Club rugby team prepares for collegiate championship June 1-2
The Virginia Tech Rugby Sevens Team will play June 1-2 in the Collegiate Rugby Championship in Philadelphia. The event will be televised by NBC Sports.
A concentrated training regimen, which included yoga and other fitness classes, helped prepare the club team. For the university’s 31 club sports teams, the training involves much more than fitness, however. Lessons in leadership, teamwork, and time management are integral parts of the experience.
“Being competitive demands a lot of us,” said rugby player Paul Caron of Great Falls, Va., a spring 2013 graduate who received degrees in biological sciences and in Spanish. “We have scheduled fitness and practice sessions Monday through Thursday and sometimes on Fridays before an important match. Saturdays are match days. Sundays are mandatory rest days.”
Adding indoor fitness classes to training in the weight room and on the field is a form of cross-conditioning, which allows athletes to develop well-rounded strength, endurance, and flexibility. The rugby team also utilizes a nutritionist, while the women’s club lacrosse team takes step classes and the cycling team attends spin.
“People don’t realize the commitment a club sport takes,” said Rachael Pascale of Ashburn, Va., vice president of the women’s lacrosse club team and a rising senior majoring in mathematics in the College of Science. “The training is certainly intense alongside the demands of being a full-time student,” Pascale said.

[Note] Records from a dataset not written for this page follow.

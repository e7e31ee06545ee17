//! Error types shared across the oracle components

use thiserror::Error;

use crate::models::Identity;

/// Failures reported by a ledger backend.
#[derive(Debug, Clone, Error, PartialEq, Eq)]
pub enum LedgerError {
    #[error("registration fee not met: required {required}, paid {paid}")]
    InsufficientFee { required: u128, paid: u128 },

    #[error("oracle is already registered")]
    AlreadyRegistered,

    #[error("oracle is not registered")]
    NotRegistered,

    #[error("transaction reverted: {0}")]
    Reverted(String),

    #[error("ledger transport error: {0}")]
    Transport(String),

    #[error("malformed ledger response: {0}")]
    Malformed(String),

    #[error("ledger subscription closed")]
    SubscriptionClosed,
}

impl From<reqwest::Error> for LedgerError {
    fn from(err: reqwest::Error) -> Self {
        LedgerError::Transport(err.to_string())
    }
}

/// Why a single oracle could not be registered.
#[derive(Debug, Clone, Error, PartialEq, Eq)]
pub enum RegistrationError {
    #[error("oracle {identity} paid {paid}, registration requires {required}")]
    InsufficientFee {
        identity: Identity,
        required: u128,
        paid: u128,
    },

    #[error("oracle {0} is already registered")]
    AlreadyRegistered(Identity),

    #[error("ledger rejected registration of {identity}: {source}")]
    LedgerRejected {
        identity: Identity,
        #[source]
        source: LedgerError,
    },
}

impl RegistrationError {
    pub fn identity(&self) -> &Identity {
        match self {
            RegistrationError::InsufficientFee { identity, .. } => identity,
            RegistrationError::AlreadyRegistered(identity) => identity,
            RegistrationError::LedgerRejected { identity, .. } => identity,
        }
    }

    pub(crate) fn from_ledger(identity: &Identity, err: LedgerError) -> Self {
        match err {
            LedgerError::InsufficientFee { required, paid } => RegistrationError::InsufficientFee {
                identity: identity.clone(),
                required,
                paid,
            },
            LedgerError::AlreadyRegistered => RegistrationError::AlreadyRegistered(identity.clone()),
            other => RegistrationError::LedgerRejected {
                identity: identity.clone(),
                source: other,
            },
        }
    }
}

#[derive(Debug, Error, PartialEq, Eq)]
pub enum AccountPoolError {
    #[error("ledger exposes {available} accounts, {required} needed ({reserved} reserved + {oracles} oracles)")]
    TooFewAccounts {
        available: usize,
        required: usize,
        reserved: usize,
        oracles: usize,
    },

    #[error("at least one reserved account is required for the contract owner")]
    NoReservedAccounts,
}

#[derive(Debug, Error)]
pub enum ConfigError {
    #[error("invalid value {value:?} for {key}: {reason}")]
    Invalid {
        key: &'static str,
        value: String,
        reason: String,
    },

    #[error("{0} must be set")]
    Missing(&'static str),

    #[error("failed to read secrets file {path}: {reason}")]
    SecretsFile { path: String, reason: String },
}

/// Failures while wiring the service together at startup.
#[derive(Debug, Error)]
pub enum StartupError {
    #[error("ledger unavailable during startup: {0}")]
    Ledger(#[from] LedgerError),

    #[error(transparent)]
    Accounts(#[from] AccountPoolError),
}

#[derive(Debug, Error)]
pub enum ListenerError {
    #[error("failed to subscribe to oracle requests: {0}")]
    Subscribe(#[source] LedgerError),

    #[error("oracle request subscription ended")]
    StreamEnded,
}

But Pascale was also referring to the administrative work that club officers have to handle, including match scheduling, travel, paperwork, and fundraising.
The recreational sports department provides support for managing finances, meeting safety requirements, and navigating university policies and procedures. But otherwise, the department requires club sports teams to be self-sufficient.
Alan Glick, assistant director for sport clubs and marketing, said the students are drawn together by the love of competition, but club officers also end up learning a lot about management. He said he often hears from alumni who have reflected on their club sports experiences and are grateful for having had the opportunity to develop leadership skills.
Current students say that the opportunity to play club sports factored into their decisions to enroll at Virginia Tech and the competition greatly influences their campus experiences.
Caron said he knew since he was a child that he wanted to play rugby because his father played professionally. He wanted to play for Virginia Tech because his brother had done so. Pascale declined Division II and Division III lacrosse scholarships because Virginia Tech was her first-choice university and joining the women’s team allowed her to continue her love for the game.
Will Massey of Virginia Beach, Va., a spring 2013 graduate who received a degree in marketing management, cycled recreationally in high school. When he came to the university as a freshman, he said he immediately sought out the cycling team as a way to get involved. He said cycling has not only enriched his university experience, it has taught him time management and discipline.
Competitive cycling “made me a better student,” Massey said. “And it made me feel like I am a real part of my university. Racing for [Virginia] Tech and having strangers cheer for you because you are a Hokie is amazing.”
“A lot of students don’t want to give up the sport they played in high school, but a varsity scholarship just isn’t an option for every student-athlete. Club sports allow them to train, compete, travel, and win,” Glick saod.
And win they do. The rugby sevens team has proven that recreational sports can be a road to a national invitational tournament. Next month, players will be taking their Hokie Spirit to one such tournament, where hundreds of Hokie fans — including more than 300 who bought tickets in advance — will be cheering for another great win.
Rugby sevens is a variant of rugby in which each side has seven players instead of the usual 15 and the matches are shorter with only seven-minute halves instead of 40 minutes.